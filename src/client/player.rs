use std::sync::Arc;
use thiserror::Error;
use tracing::{error, info, instrument, warn};

use super::api::QuizApi;
use super::progress::{ProgressError, ProgressSnapshot, ProgressStore, ResumableSession};
use crate::quiz::Session;
use crate::scoring::{percentage_score, AttemptResult};
use crate::shared::unix_millis;

#[derive(Debug, Error)]
pub enum PlayerError {
    #[error(transparent)]
    Progress(#[from] ProgressError),

    #[error("Session has no questions")]
    EmptySession,

    #[error("Session is already finished")]
    AlreadyFinished,

    #[error("An unfinished session exists; discard it to start another")]
    ConfirmationRequired,
}

#[derive(Debug, Clone, Copy, PartialEq, Eq)]
pub enum PlayerState {
    NotStarted,
    InProgress { step: usize, correct: usize },
    Finished { correct: usize, score: u8 },
}

#[derive(Debug, Clone, PartialEq)]
pub enum AnswerOutcome {
    Continue {
        was_correct: bool,
        step: usize,
    },
    /// `result` is `None` when the submission failed
    Finished {
        was_correct: bool,
        score: u8,
        result: Option<AttemptResult>,
    },
}

/// Plays one session for one user, keeping the progress slot in sync
pub struct QuizPlayer {
    user_id: String,
    session: Session,
    state: PlayerState,
    api: Arc<dyn QuizApi>,
    store: ProgressStore,
}

impl QuizPlayer {
    fn new(
        user_id: String,
        session: Session,
        state: PlayerState,
        api: Arc<dyn QuizApi>,
        store: ProgressStore,
    ) -> Self {
        Self {
            user_id,
            session,
            state,
            api,
            store,
        }
    }

    pub fn state(&self) -> PlayerState {
        self.state
    }

    pub fn session(&self) -> &Session {
        &self.session
    }

    /// Index of the question awaiting an answer
    pub fn current_step(&self) -> usize {
        match self.state {
            PlayerState::NotStarted => 0,
            PlayerState::InProgress { step, .. } => step,
            PlayerState::Finished { .. } => self.session.question_count(),
        }
    }

    /// Records the chosen option for the current question
    #[instrument(skip(self), fields(session_id = %self.session.id))]
    pub async fn answer(&mut self, option: usize) -> Result<AnswerOutcome, PlayerError> {
        let total = self.session.question_count();
        if total == 0 {
            return Err(PlayerError::EmptySession);
        }

        let (step, correct) = match self.state {
            PlayerState::NotStarted => (0, 0),
            PlayerState::InProgress { step, correct } => (step, correct),
            PlayerState::Finished { .. } => return Err(PlayerError::AlreadyFinished),
        };

        let question = self
            .session
            .questions
            .get(step)
            .ok_or(PlayerError::AlreadyFinished)?;
        let was_correct = question.is_correct(option);
        let correct = correct + usize::from(was_correct);
        let step = step + 1;

        if step < total {
            self.store
                .write(&ProgressSnapshot {
                    user_id: self.user_id.clone(),
                    session_data: self.session.clone(),
                    current_step: step,
                    score: correct,
                    last_updated: unix_millis(),
                })
                .await?;
            self.state = PlayerState::InProgress { step, correct };
            return Ok(AnswerOutcome::Continue { was_correct, step });
        }

        let score = percentage_score(correct, total);
        self.state = PlayerState::Finished { correct, score };
        let result = self.submit(score).await;
        self.discard_slot().await;

        Ok(AnswerOutcome::Finished {
            was_correct,
            score,
            result,
        })
    }

    /// Quits the session. A partial score is submitted when at least one answer was right.
    #[instrument(skip(self), fields(session_id = %self.session.id))]
    pub async fn abandon(self) -> Option<AttemptResult> {
        let result = match self.state {
            PlayerState::InProgress { correct, .. } if correct > 0 => {
                let score = percentage_score(correct, self.session.question_count());
                self.submit(score).await
            }
            _ => None,
        };
        self.discard_slot().await;
        result
    }

    /// Clears the slot once the session is over; the outcome stands even if this fails
    async fn discard_slot(&self) {
        if let Err(e) = self.store.clear().await {
            warn!(error = %e, "Failed to clear progress slot");
        }
    }

    async fn submit(&self, score: u8) -> Option<AttemptResult> {
        match self
            .api
            .submit_result(&self.user_id, &self.session.id, score)
            .await
        {
            Ok(result) => {
                info!(score = score, xp_gained = result.xp_gained, "Result submitted");
                Some(result)
            }
            Err(e) => {
                error!(score = score, error = %e, "Failed to submit result");
                None
            }
        }
    }
}

/// Entry point for starting or resuming sessions for the signed-in user
pub struct QuizLobby {
    user_id: String,
    api: Arc<dyn QuizApi>,
    store: ProgressStore,
}

impl QuizLobby {
    pub fn new(user_id: impl Into<String>, api: Arc<dyn QuizApi>, store: ProgressStore) -> Self {
        Self {
            user_id: user_id.into(),
            api,
            store,
        }
    }

    pub async fn resumable(&self) -> Result<ResumableSession, PlayerError> {
        Ok(self.store.resumable_for(&self.user_id).await?)
    }

    /// Continues the saved session, if any
    pub async fn resume(&self) -> Result<Option<QuizPlayer>, PlayerError> {
        let ResumableSession::Resumable(snapshot) = self.resumable().await? else {
            return Ok(None);
        };

        let state = PlayerState::InProgress {
            step: snapshot.current_step,
            correct: snapshot.score,
        };
        Ok(Some(QuizPlayer::new(
            self.user_id.clone(),
            snapshot.session_data,
            state,
            Arc::clone(&self.api),
            self.store.clone(),
        )))
    }

    /// Starts `session`. With a saved session around, `discard_saved` must be set.
    pub async fn start(
        &self,
        session: Session,
        discard_saved: bool,
    ) -> Result<QuizPlayer, PlayerError> {
        if self.resumable().await?.is_resumable() {
            if !discard_saved {
                return Err(PlayerError::ConfirmationRequired);
            }
            self.store.clear().await?;
        }

        Ok(QuizPlayer::new(
            self.user_id.clone(),
            session,
            PlayerState::NotStarted,
            Arc::clone(&self.api),
            self.store.clone(),
        ))
    }
}
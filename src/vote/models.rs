use chrono::{DateTime, Utc};
use serde::{Deserialize, Serialize};
use sqlx::FromRow;
use uuid::Uuid;

/// Database model for animes table; the id is the catalog's own id
#[derive(Debug, Clone, PartialEq, FromRow, Serialize, Deserialize)]
#[serde(rename_all = "camelCase")]
pub struct AnimeModel {
    pub id: i64,
    pub title: String,
    pub image_url: String,
    #[serde(rename = "type")]
    #[sqlx(rename = "anime_type")]
    pub kind: String,
}

/// Display details sent along with a vote, used to create unseen animes
#[derive(Debug, Clone, PartialEq, Serialize, Deserialize)]
#[serde(rename_all = "camelCase")]
pub struct AnimeDetails {
    pub title: String,
    pub image_url: String,
    #[serde(rename = "type")]
    pub kind: String,
}

impl AnimeDetails {
    pub fn into_model(self, id: i64) -> AnimeModel {
        AnimeModel {
            id,
            title: self.title,
            image_url: self.image_url,
            kind: self.kind,
        }
    }
}

/// Database model for votes table; only the winner is recorded
#[derive(Debug, Clone, PartialEq, FromRow, Serialize, Deserialize)]
#[serde(rename_all = "camelCase")]
pub struct VoteModel {
    pub id: String,
    pub user_id: String,
    pub anime_id: i64,
    pub created_at: DateTime<Utc>,
}

impl VoteModel {
    pub fn new(user_id: String, anime_id: i64) -> Self {
        Self {
            id: Uuid::new_v4().to_string(),
            user_id,
            anime_id,
            created_at: Utc::now(),
        }
    }
}

#[derive(Debug, Clone, PartialEq, Serialize, Deserialize)]
#[serde(rename_all = "camelCase")]
pub struct VoteWithAnime {
    #[serde(flatten)]
    pub vote: VoteModel,
    pub anime: Option<AnimeModel>,
}

#[derive(Debug, Clone, Copy, PartialEq, Serialize, Deserialize)]
pub struct VoteCount {
    pub votes: i64,
}

/// Ranking row: an anime with its total wins
#[derive(Debug, Clone, PartialEq, Serialize, Deserialize)]
pub struct AnimeStanding {
    #[serde(flatten)]
    pub anime: AnimeModel,
    #[serde(rename = "_count")]
    pub count: VoteCount,
}
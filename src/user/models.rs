use chrono::{DateTime, Utc};
use serde::{Deserialize, Serialize};
use sqlx::FromRow;
use uuid::Uuid;

const AVATAR_BASE_URL: &str = "https://api.dicebear.com/7.x/avataaars/svg?seed=";

/// Database model for users table
#[derive(Debug, Clone, PartialEq, FromRow, Serialize, Deserialize)]
#[serde(rename_all = "camelCase")]
pub struct UserModel {
    pub id: String,
    pub username: String,
    pub avatar: String,
    pub xp: i64,
    pub level: i32,
    pub created_at: DateTime<Utc>,
}

impl UserModel {
    /// New user at level 1 with no XP and a generated avatar.
    /// `username` is expected to be trimmed already.
    pub fn new(username: String) -> Self {
        Self {
            id: Uuid::new_v4().to_string(),
            avatar: default_avatar(&username),
            username,
            xp: 0,
            level: 1,
            created_at: Utc::now(),
        }
    }
}

pub fn default_avatar(username: &str) -> String {
    format!("{}{}", AVATAR_BASE_URL, username)
}

/// Database model for badges table
#[derive(Debug, Clone, PartialEq, FromRow, Serialize, Deserialize)]
#[serde(rename_all = "camelCase")]
pub struct BadgeModel {
    pub id: String,
    pub user_id: String,
    pub name: String,
    pub awarded_at: DateTime<Utc>,
}

impl BadgeModel {
    pub fn new(user_id: String, name: String) -> Self {
        Self {
            id: Uuid::new_v4().to_string(),
            user_id,
            name,
            awarded_at: Utc::now(),
        }
    }
}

## WHAT TO WORK ON
The expected result is every line from the material above that includes "Database".

## ANSWER TO THIS TASK
/// Database model for animes table; the id is the catalog's own id
/// Database model for votes table; only the winner is recorded
/// Database model for users table
/// Database model for badges table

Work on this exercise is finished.